Selfish Genes to Social Beings: A Cooperative History of Life
By Jonathan Silvertown
Whether we are at peace or at each other’s throats, cooperation is in our nature – and has been a ubiquitous feature of life since it arose four billion years ago
In this sweeping and concise alternative history of life, biologist and science writer Jonathan Silvertown addresses the apparent paradox that there is something biological that compels us to be selfish: our genes. Genes are inexorably driven by self-replication, yet he shows that throughout evolutionary history cooperation continually rears its head.
It turns out that the rules of cooperation we encounter in our daily lives are fundamentally the same as those that apply to how parts of a cell evolve to work together and how cells cooperate within a body. This explains a host of different phenomena, from how we acquired our adaptive immune system from selfish DNA to how we can produce a glass of clear beer as a result of cooperative yeast cells.

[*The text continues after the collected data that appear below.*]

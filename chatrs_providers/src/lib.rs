#![deny(
    clippy::all,
    clippy::nursery,
    clippy::pedantic,
    clippy::style,
    clippy::complexity,
    clippy::perf,
    clippy::correctness,
    clippy::suspicious,
    clippy::unwrap_used,
    clippy::expect_used
)]
#![allow(
    clippy::similar_names,
    clippy::missing_safety_doc,
    clippy::missing_panics_doc,
    clippy::missing_errors_doc
)]

//! Model gateway adapters for remote chat-completion services.

mod openai;

pub use openai::OpenAIProvider;
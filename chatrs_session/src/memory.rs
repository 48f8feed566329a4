use std::collections::HashMap;

use async_trait::async_trait;
use chatrs_core::{Session, SessionStorage, StoreError};
use tokio::sync::RwLock;
use tracing::debug;

/// Process-lifetime session store.
#[derive(Debug, Default)]
pub struct MemorySessionStore {
    sessions: RwLock<HashMap<String, Session>>,
}

impl MemorySessionStore {
    #[must_use]
    pub fn new() -> Self {
        Self::default()
    }
}

#[async_trait]
impl SessionStorage for MemorySessionStore {
    async fn load(&self, id: Option<&str>) -> Result<Session, StoreError> {
        let Some(id) = id else {
            return Ok(Session::ephemeral());
        };

        let sessions = self.sessions.read().await;
        Ok(sessions
            .get(id)
            .cloned()
            .unwrap_or_else(|| Session::new(id)))
    }

    async fn save(&self, session: &Session) -> Result<(), StoreError> {
        let Some(id) = session.id() else {
            return Ok(());
        };

        self.sessions
            .write()
            .await
            .insert(id.to_string(), session.clone());

        debug!(
            "Saved session {} ({} messages)",
            id,
            session.message_count()
        );
        Ok(())
    }

    async fn list_sessions(&self) -> Result<Vec<String>, StoreError> {
        let mut keys: Vec<String> = self.sessions.read().await.keys().cloned().collect();
        keys.sort();
        Ok(keys)
    }

    async fn clear_session(&self, id: &str) -> Result<(), StoreError> {
        self.sessions.write().await.remove(id);
        debug!("Cleared session: {}", id);
        Ok(())
    }
}
#![deny(
    clippy::all,
    clippy::nursery,
    clippy::pedantic,
    clippy::style,
    clippy::complexity,
    clippy::perf,
    clippy::correctness,
    clippy::suspicious,
    clippy::unwrap_used,
    clippy::expect_used
)]
#![allow(
    clippy::similar_names,
    clippy::missing_safety_doc,
    clippy::missing_panics_doc,
    clippy::missing_errors_doc
)]

//! Session storage backends.
//!
//! Both backends implement [`chatrs_core::SessionStorage`]: the in-memory
//! store lives as long as the process, the SQLite store survives restarts.

mod entity;
mod memory;
mod sqlite;

pub use memory::MemorySessionStore;
pub use sqlite::SqliteSessionStore;
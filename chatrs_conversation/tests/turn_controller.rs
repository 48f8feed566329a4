//! Integration tests for the turn controller.
//!
//! These drive whole turns through a deterministic stub gateway and the
//! in-memory session store.

use std::sync::Arc;
use std::sync::Mutex;
use std::sync::atomic::{AtomicBool, Ordering};
use std::time::Duration;

use async_trait::async_trait;
use chatrs_conversation::{ConversationConfig, TurnController, TurnError, TurnRequest};
use chatrs_core::{
    ChatMessage, FragmentStream, GatewayError, LLMProvider, LLMResponse, Prompt, Role, Session,
    SessionStorage, StoreError, TrimConfig,
};
use chatrs_session::MemorySessionStore;
use futures::{StreamExt, TryStreamExt};

/// Deterministic gateway: every message costs 10 tokens unless hinted, and
/// the reply is either fixed or an echo of the latest human message.
#[derive(Default)]
struct StubProvider {
    reply: Option<String>,
    delay: Duration,
    fail: AtomicBool,
    fail_mid_stream: bool,
    prompts: Mutex<Vec<Prompt>>,
}

impl StubProvider {
    fn replying(reply: &str) -> Self {
        Self {
            reply: Some(reply.to_string()),
            ..Self::default()
        }
    }

    fn echo() -> Self {
        Self::default()
    }

    fn failing() -> Self {
        let provider = Self::default();
        provider.fail.store(true, Ordering::SeqCst);
        provider
    }

    fn reply_for(&self, prompt: &Prompt) -> String {
        self.reply.clone().unwrap_or_else(|| {
            let latest = prompt
                .messages
                .iter()
                .rev()
                .find(|m| m.role() == Role::Human)
                .map_or("", ChatMessage::content);
            format!("echo: {latest}")
        })
    }

    async fn record(&self, prompt: &Prompt) -> Result<(), GatewayError> {
        if let Ok(mut prompts) = self.prompts.lock() {
            prompts.push(prompt.clone());
        }
        if !self.delay.is_zero() {
            tokio::time::sleep(self.delay).await;
        }
        if self.fail.load(Ordering::SeqCst) {
            return Err(GatewayError::RateLimited("slow down".to_string()));
        }
        Ok(())
    }

    fn prompts(&self) -> Vec<Prompt> {
        self.prompts.lock().map(|p| p.clone()).unwrap_or_default()
    }
}

#[async_trait]
impl LLMProvider for StubProvider {
    async fn complete(&self, prompt: &Prompt, _model: &str) -> Result<LLMResponse, GatewayError> {
        self.record(prompt).await?;
        Ok(LLMResponse {
            message: ChatMessage::assistant(self.reply_for(prompt)),
            usage: None,
        })
    }

    async fn stream(&self, prompt: &Prompt, _model: &str) -> Result<FragmentStream, GatewayError> {
        self.record(prompt).await?;

        let chars: Vec<char> = self.reply_for(prompt).chars().collect();
        let mut fragments: Vec<Result<String, GatewayError>> = chars
            .chunks(3)
            .map(|chunk| Ok(chunk.iter().collect()))
            .collect();

        if self.fail_mid_stream {
            fragments.truncate(1);
            fragments.push(Err(GatewayError::Network("connection reset".to_string())));
        }

        Ok(Box::pin(futures::stream::iter(fragments)))
    }

    fn get_default_model(&self) -> &str {
        "stub-model"
    }

    fn count_message_tokens(&self, message: &ChatMessage) -> usize {
        message.token_hint().unwrap_or(10)
    }
}

/// Store whose writes always fail.
struct BrokenStore;

#[async_trait]
impl SessionStorage for BrokenStore {
    async fn load(&self, id: Option<&str>) -> Result<Session, StoreError> {
        Ok(id.map_or_else(Session::ephemeral, Session::new))
    }

    async fn save(&self, _session: &Session) -> Result<(), StoreError> {
        Err(StoreError::Backend("disk full".to_string()))
    }

    async fn list_sessions(&self) -> Result<Vec<String>, StoreError> {
        Ok(Vec::new())
    }

    async fn clear_session(&self, _id: &str) -> Result<(), StoreError> {
        Ok(())
    }
}

type Controller = TurnController<Arc<StubProvider>, Arc<MemorySessionStore>>;

fn controller(
    provider: StubProvider,
    config: ConversationConfig,
) -> (Controller, Arc<StubProvider>, Arc<MemorySessionStore>) {
    let provider = Arc::new(provider);
    let store = Arc::new(MemorySessionStore::new());
    let controller = TurnController::new(Arc::clone(&provider), Arc::clone(&store), config);
    (controller, provider, store)
}

/// Seed `id` with `exchanges` human/assistant pairs.
#[expect(clippy::expect_used, reason = "Test failure should panic with context")]
async fn seed(
    store: &MemorySessionStore,
    id: &str,
    head: Option<&str>,
    exchanges: usize,
) -> Session {
    let mut session = store.load(Some(id)).await.expect("load session");
    if let Some(system) = head {
        session.append(ChatMessage::system(system));
    }
    for i in 1..=exchanges {
        session.append(ChatMessage::human(format!("question {i}")));
        session.append(ChatMessage::assistant(format!("answer {i}")));
    }
    store.save(&session).await.expect("save session");
    session
}

fn contents(messages: &[ChatMessage]) -> Vec<&str> {
    messages.iter().map(ChatMessage::content).collect()
}

#[tokio::test]
#[expect(clippy::expect_used, reason = "Test failure should panic with context")]
async fn test_first_turn_on_empty_session() {
    let (controller, provider, store) =
        controller(StubProvider::replying("Hello!"), ConversationConfig::default());

    let reply = controller
        .run_turn(TurnRequest::new("Hi").with_language("English").with_session("t1"))
        .await
        .expect("run turn");

    assert_eq!(reply.role(), Role::Assistant);
    assert_eq!(reply.content(), "Hello!");

    let prompts = provider.prompts();
    assert_eq!(prompts.len(), 1);
    let wire = prompts[0].to_messages();
    assert_eq!(wire.len(), 2);
    assert_eq!(wire[0].role(), Role::System);
    assert!(wire[0].content().contains("English"));
    assert_eq!(wire[1], ChatMessage::human("Hi"));

    let session = store.load(Some("t1")).await.expect("load session");
    assert_eq!(contents(session.messages()), vec!["Hi", "Hello!"]);
    assert_eq!(
        session.messages().iter().map(ChatMessage::role).collect::<Vec<_>>(),
        vec![Role::Human, Role::Assistant]
    );
    assert_eq!(session.language(), Some("English"));
}
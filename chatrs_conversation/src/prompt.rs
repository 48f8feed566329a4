//! Prompt assembly.

use chatrs_core::{ChatMessage, Prompt};

/// Default system directive. `{language}` is replaced with the session's
/// response language.
pub const DEFAULT_DIRECTIVE_TEMPLATE: &str =
    "You are a helpful assistant. Answer all questions to the best of your ability in {language}.";

const LANGUAGE_PLACEHOLDER: &str = "{language}";

/// Combines the system directive and the trimmed history into a [`Prompt`].
#[derive(Debug, Clone)]
pub struct PromptAssembler {
    template: String,
}

impl PromptAssembler {
    #[must_use]
    pub fn new() -> Self {
        Self::with_template(DEFAULT_DIRECTIVE_TEMPLATE)
    }

    #[must_use]
    pub fn with_template(template: impl Into<String>) -> Self {
        Self {
            template: template.into(),
        }
    }

    /// Render the directive for `language`. The language is substituted
    /// verbatim; any string is accepted.
    #[must_use]
    pub fn directive(&self, language: &str) -> String {
        self.template.replace(LANGUAGE_PLACEHOLDER, language)
    }

    #[must_use]
    pub fn assemble(&self, trimmed: Vec<ChatMessage>, language: &str) -> Prompt {
        Prompt {
            system_directive: self.directive(language),
            messages: trimmed,
        }
    }
}

impl Default for PromptAssembler {
    fn default() -> Self {
        Self::new()
    }
}
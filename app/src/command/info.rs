use chatrs_config::{API_KEY_ENV, Config, StorageBackend};
use chatrs_core::Role;

/// Strategy for displaying configuration information.
///
/// Prints the provider settings (API key masked), agent defaults, trimming
/// rules and storage backend.
#[derive(Debug, Clone, Copy)]
pub struct InfoStrategy;

impl super::CommandStrategy for InfoStrategy {
    type Input = ();

    async fn execute(&self, _input: Self::Input) -> anyhow::Result<()> {
        let config = Config::load()?;

        println!("=== chatrs Configuration ===\n");

        println!("Provider:");
        let api_key = config.api_key().map_or_else(|_| "(not set)".to_string(), mask_key);
        println!("  OpenAI API Key: {api_key}");
        if std::env::var(API_KEY_ENV).is_ok() {
            println!("  (overridden by {API_KEY_ENV})");
        }
        println!("  Base URL: {}", config.providers.openai.base_url);
        println!();

        let defaults = &config.agents.defaults;
        println!("Agent Defaults:");
        println!(
            "  Model: {}",
            defaults.model.as_deref().unwrap_or("(provider default)")
        );
        println!("  Language: {}", defaults.language);
        if let Some(temperature) = defaults.temperature {
            println!("  Temperature: {temperature}");
        }
        if let Some(max_tokens) = defaults.max_tokens {
            println!("  Max Tokens: {max_tokens}");
        }
        if let Some(ref prompt) = defaults.system_prompt {
            println!("  System Prompt: {}", truncate(prompt, 60));
        }
        if let Some(ref template) = defaults.directive_template {
            println!("  Directive Template: {}", truncate(template, 60));
        }
        println!();

        let trimming = &config.trimming;
        println!("History Trimming:");
        println!("  Max Tokens: {}", trimming.max_tokens);
        println!("  Strategy: {:?}", trimming.strategy);
        println!("  Include System: {}", trimming.include_system);
        println!("  Allow Partial: {}", trimming.allow_partial);
        println!(
            "  Start On: {}",
            trimming.start_on.map_or("(any)", Role::as_str)
        );
        println!();

        println!("Storage:");
        match config.storage.backend {
            StorageBackend::Memory => println!("  Backend: memory"),
            StorageBackend::Sqlite => {
                println!("  Backend: sqlite");
                println!("  Path: {}", config.storage.database_path()?.display());
            }
        }

        Ok(())
    }
}

fn mask_key(key: &str) -> String {
    let chars: Vec<char> = key.chars().collect();
    if chars.len() > 8 {
        let head: String = chars[..4].iter().collect();
        let tail: String = chars[chars.len() - 4..].iter().collect();
        format!("{head}...{tail}")
    } else {
        "***".to_string()
    }
}

fn truncate(s: &str, max_len: usize) -> String {
    if s.chars().count() <= max_len {
        s.to_string()
    } else {
        let kept: String = s.chars().take(max_len.saturating_sub(3)).collect();
        format!("{kept}...")
    }
}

All are accomplished by making teams of rivals, argues Silvertown. Teaming up requires holding rivalries and self-interest in check. Once formed, teams may be transformed into a new kind of individual. This happens when the replication of team members becomes dependent on the replication of the team. Tracing the path of life backwards from groups to individuals, to cells and then to genes, Selfish Genes to Social Beings takes readers from the familiar to the obscure to reveal how these revolutionary transitions made both us and our world.